Metatarsalgia
Pain on the Ball of the Foot
Metatarsalgia literally translates to “Pain on the ball of the foot”. There are several types of metatarsalgia, but they generally are caused by the same thing – pressure and overuse. This leads to pain and inflammation of the structures of the forefoot area (ball of the foot). The structures involved can be the joint capsule (capsulitis), the bursa (bursitis), the flexor tendons (tendinitis), the nerves (neuritis) etc.
Symptoms
- Pain or burning
- Feels like you’re stepping on a marble or pebble
- Feels like bruising
- Footwear – Worn out footwear, flats, flip flops
- Weight – Being overweight puts extra stress on the forefoot area
- Foot Type – Flat feet and high arched feet. A flat foot (overpronation) creates more friction in the forefoot area. High arched feet often lack shock absorption, increasing ground reaction forces to the forefoot area.
- Tight Calf Mucles – Tight calf muscles force the foot downward, increasing forefoot loads.
- Underlying conditions like rheumatoid arthritis, and diabetes.
- Foot deformities such as hammer toes or claw toes increases forefoot pressures.
- Age – The protective fat pad under the ball of the foot thins and migrates forward with age.
Treatment
While there are several effective treatments for plantar fasciitis, there is no “silver bullet” treatment.
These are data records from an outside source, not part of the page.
//! # PageView Component
//!
//! Scrollable text rendering of the active tab's [`Document`].
//!
//! ## Layout
//!
//! ```text
//! Title
//!
//! paragraph text, wrapped to width
//!
//! ── Links ──
//! [0] link text  https://resolved/url
//! [1] ...
//! ```
//!
//! Links are numbered in document order. Up/Down moves the selection between
//! them and keeps it in view; Enter follows the selected link (Alt/Shift+Enter
//! follows it natively, bypassing the page's link interception).
//!
//! ## Architecture
//!
//! Like the other stateful components, `PageView` is rebuilt every frame
//! around a borrowed `&mut PageViewState`. The render pass records the row
//! each link occupies so key handling can scroll without re-wrapping.

use std::sync::Arc;

use ratatui::Frame;
use ratatui::layout::{Position, Rect, Size};
use ratatui::style::{Color, Modifier, Style};
use ratatui::text::{Line, Span};
use ratatui::widgets::{Block, BorderType, Paragraph};
use tui_scrollview::{ScrollView, ScrollViewState, ScrollbarVisibility};

use crate::core::document::Document;
use crate::tui::component::{Component, EventHandler};
use crate::tui::event::TuiEvent;

#[derive(Debug, Clone, PartialEq, Eq)]
pub enum PageEvent {
    FollowLink { index: usize, modified: bool },
}

/// Scroll and link-selection state. Persisted in `TuiState`.
#[derive(Default)]
pub struct PageViewState {
    pub scroll_state: ScrollViewState,
    pub selected_link: Option<usize>,
    /// Content row of each link, filled during render.
    link_rows: Vec<u16>,
    viewport_height: u16,
    /// Identity of the document last rendered; selection resets when it changes.
    shown: Option<(usize, String)>,
}

impl PageViewState {
    pub fn new() -> Self {
        Self::default()
    }

    pub fn link_count(&self) -> usize {
        self.link_rows.len()
    }

    /// Forgets selection and scroll if `document` is not the one shown last.
    pub fn track(&mut self, document: Option<&Arc<Document>>) {
        let key = document.map(|d| (Arc::as_ptr(d) as usize, d.url.clone()));
        if key != self.shown {
            self.shown = key;
            self.selected_link = None;
            self.scroll_state = ScrollViewState::default();
            self.link_rows.clear();
        }
    }

    fn scroll_to_selected(&mut self) {
        let Some(row) = self.selected_link.and_then(|i| self.link_rows.get(i)).copied() else {
            return;
        };
        let offset = self.scroll_state.offset().y;
        if row < offset {
            self.scroll_state.set_offset(Position { x: 0, y: row });
        } else if self.viewport_height > 0 && row >= offset + self.viewport_height {
            let y = row + 1 - self.viewport_height;
            self.scroll_state.set_offset(Position { x: 0, y });
        }
    }
}

impl EventHandler for PageViewState {
    type Event = PageEvent;

    fn handle_event(&mut self, event: &TuiEvent) -> Option<Self::Event> {
        let count = self.link_rows.len();
        match event {
            TuiEvent::CursorDown => {
                if count > 0 {
                    self.selected_link = Some(self.selected_link.map_or(0, |i| (i + 1).min(count - 1)));
                    self.scroll_to_selected();
                } else {
                    self.scroll_state.scroll_down();
                }
                None
            }
            TuiEvent::CursorUp => {
                if count > 0 {
                    self.selected_link = Some(self.selected_link.map_or(0, |i| i.saturating_sub(1)));
                    self.scroll_to_selected();
                } else {
                    self.scroll_state.scroll_up();
                }
                None
            }
            TuiEvent::ScrollPageDown => {
                self.scroll_state.scroll_page_down();
                None
            }
            TuiEvent::ScrollPageUp => {
                self.scroll_state.scroll_page_up();
                None
            }
            TuiEvent::CursorHome => {
                self.scroll_state.scroll_to_top();
                None
            }
            TuiEvent::CursorEnd => {
                self.scroll_state.scroll_to_bottom();
                None
            }
            TuiEvent::Submit => self.selected_link.map(|index| PageEvent::FollowLink {
                index,
                modified: false,
            }),
            TuiEvent::SubmitModified => self.selected_link.map(|index| PageEvent::FollowLink {
                index,
                modified: true,
            }),
            _ => None,
        }
    }
}

pub struct PageView<'a> {
    pub document: Option<&'a Document>,
    pub state: &'a mut PageViewState,
    pub focused: bool,
}

fn wrap_into(lines: &mut Vec<Line<'static>>, text: &str, width: usize, style: Style) {
    for piece in textwrap::wrap(text, width.max(1)) {
        lines.push(Line::from(Span::styled(piece.into_owned(), style)));
    }
}

impl PageView<'_> {
    fn build_lines(&mut self, width: usize) -> Vec<Line<'static>> {
        let mut lines = Vec::new();
        self.state.link_rows.clear();

        let Some(document) = self.document else {
            lines.push(Line::from(Span::styled(
                "Nothing loaded yet.",
                Style::default().add_modifier(Modifier::DIM),
            )));
            return lines;
        };

        if !document.title.is_empty() {
            wrap_into(
                &mut lines,
                &document.title,
                width,
                Style::default().add_modifier(Modifier::BOLD),
            );
            lines.push(Line::default());
        }
        if let Some(error) = &document.error {
            wrap_into(&mut lines, error, width, Style::default().fg(Color::Red));
            lines.push(Line::default());
        }
        for block in &document.blocks {
            wrap_into(&mut lines, block, width, Style::default());
            lines.push(Line::default());
        }

        if !document.links.is_empty() {
            lines.push(Line::from(Span::styled(
                "── Links ──",
                Style::default().add_modifier(Modifier::DIM),
            )));
        }
        for (index, link) in document.links.iter().enumerate() {
            let selected = self.state.selected_link == Some(index);
            let style = if selected {
                Style::default().add_modifier(Modifier::REVERSED)
            } else {
                Style::default().fg(Color::Blue)
            };
            let text = if link.text.is_empty() { &link.href } else { &link.text };
            let target = link.url.as_deref().unwrap_or(&link.href);

            self.state.link_rows.push(lines.len() as u16);
            lines.push(Line::from(vec![
                Span::styled(format!("[{index}] "), Style::default().add_modifier(Modifier::DIM)),
                Span::styled(text.clone(), style),
                Span::styled(format!("  {target}"), Style::default().add_modifier(Modifier::DIM)),
            ]));
        }
        lines
    }
}

impl Component for PageView<'_> {
    fn render(&mut self, frame: &mut Frame, area: Rect) {
        let border_style = if self.focused {
            Style::default().fg(Color::Cyan)
        } else {
            Style::default().add_modifier(Modifier::DIM)
        };
        let block = Block::bordered()
            .border_type(BorderType::Rounded)
            .border_style(border_style);
        let inner = block.inner(area);
        frame.render_widget(block, area);

        // One column for the scrollbar.
        let content_width = inner.width.saturating_sub(1);
        let lines = self.build_lines(content_width as usize);
        let height = lines.len().min(u16::MAX as usize) as u16;
        self.state.viewport_height = inner.height;

        let mut scroll_view = ScrollView::new(Size::new(content_width, height))
            .vertical_scrollbar_visibility(ScrollbarVisibility::Automatic)
            .horizontal_scrollbar_visibility(ScrollbarVisibility::Never);
        scroll_view.render_widget(
            Paragraph::new(lines),
            Rect::new(0, 0, content_width, height),
        );
        frame.render_stateful_widget(scroll_view, inner, &mut self.state.scroll_state);
    }
}

#[cfg(test)]
mod tests {
    use super::*;
    use crate::core::document::Link;
    use ratatui::Terminal;
    use ratatui::backend::TestBackend;

    fn document() -> Document {
        Document {
            url: "https://site.test/".into(),
            title: "Site".into(),
            blocks: vec!["Hello world".into()],
            links: vec![
                Link {
                    text: "First".into(),
                    href: "/a".into(),
                    url: Some("https://site.test/a".into()),
                    target: None,
                    rel: None,
                },
                Link {
                    text: String::new(),
                    href: "/b".into(),
                    url: Some("https://site.test/b".into()),
                    target: None,
                    rel: None,
                },
            ],
            error: None,
        }
    }

    fn render(doc: Option<&Document>, state: &mut PageViewState) -> String {
        let backend = TestBackend::new(60, 12);
        let mut terminal = Terminal::new(backend).unwrap();
        terminal
            .draw(|f| {
                PageView {
                    document: doc,
                    state,
                    focused: true,
                }
                .render(f, f.area())
            })
            .unwrap();
        terminal
            .backend()
            .buffer()
            .content()
            .iter()
            .map(|c| c.symbol())
            .collect::<String>()
    }

    #[test]
    fn test_render_title_blocks_and_numbered_links() {
        let doc = document();
        let mut state = PageViewState::new();
        let text = render(Some(&doc), &mut state);
        assert!(text.contains("Site"));
        assert!(text.contains("Hello world"));
        assert!(text.contains("[0] First"));
        assert!(text.contains("[1] /b"));
        assert_eq!(state.link_count(), 2);
    }

    #[test]
    fn test_render_empty_state() {
        let mut state = PageViewState::new();
        let text = render(None, &mut state);
        assert!(text.contains("Nothing loaded yet."));
    }

    #[test]
    fn test_link_selection_and_follow() {
        let doc = document();
        let mut state = PageViewState::new();
        render(Some(&doc), &mut state);

        assert_eq!(state.handle_event(&TuiEvent::Submit), None);
        state.handle_event(&TuiEvent::CursorDown);
        assert_eq!(state.selected_link, Some(0));
        state.handle_event(&TuiEvent::CursorDown);
        state.handle_event(&TuiEvent::CursorDown);
        assert_eq!(state.selected_link, Some(1));
        assert_eq!(
            state.handle_event(&TuiEvent::SubmitModified),
            Some(PageEvent::FollowLink {
                index: 1,
                modified: true
            })
        );
        state.handle_event(&TuiEvent::CursorUp);
        assert_eq!(
            state.handle_event(&TuiEvent::Submit),
            Some(PageEvent::FollowLink {
                index: 0,
                modified: false
            })
        );
    }

    #[test]
    fn test_track_resets_selection_on_new_document() {
        let first = Arc::new(document());
        let mut state = PageViewState::new();
        state.track(Some(&first));
        state.selected_link = Some(1);
        state.track(Some(&first));
        assert_eq!(state.selected_link, Some(1));

        let second = Arc::new(first.with_url("https://site.test/#top"));
        state.track(Some(&second));
        assert_eq!(state.selected_link, None);
    }
}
We suggest layering multiple treatments for best results.
- Rest – Rest is an essential step in recovery. You will need to decrease or stop activities that cause the pain. Activities such as running, walking, stair climbing, and jumping are particularly aggravating. Swimming and biking are good low impact alternatives. Many people are disappointed that they cannot participate in an activity they are passionate about during this time. Just remember that you will get back to that activity faster if you rest and heal now.
- Structured Running Shoes – Good cushion and support are vital. Your runners need to be fairly new and of high quality so there is plenty of cushion. The midsole (cushioned area) of your shoes wears out after 6-12 months depending on use. The best types of shoes for your foot will be recommended based on the biomechanical assessment performed at the clinic. Home footwear is equally as important during the healing process. Avoid flats, “skate shoes”, flip flops and other low-cushioned footwear.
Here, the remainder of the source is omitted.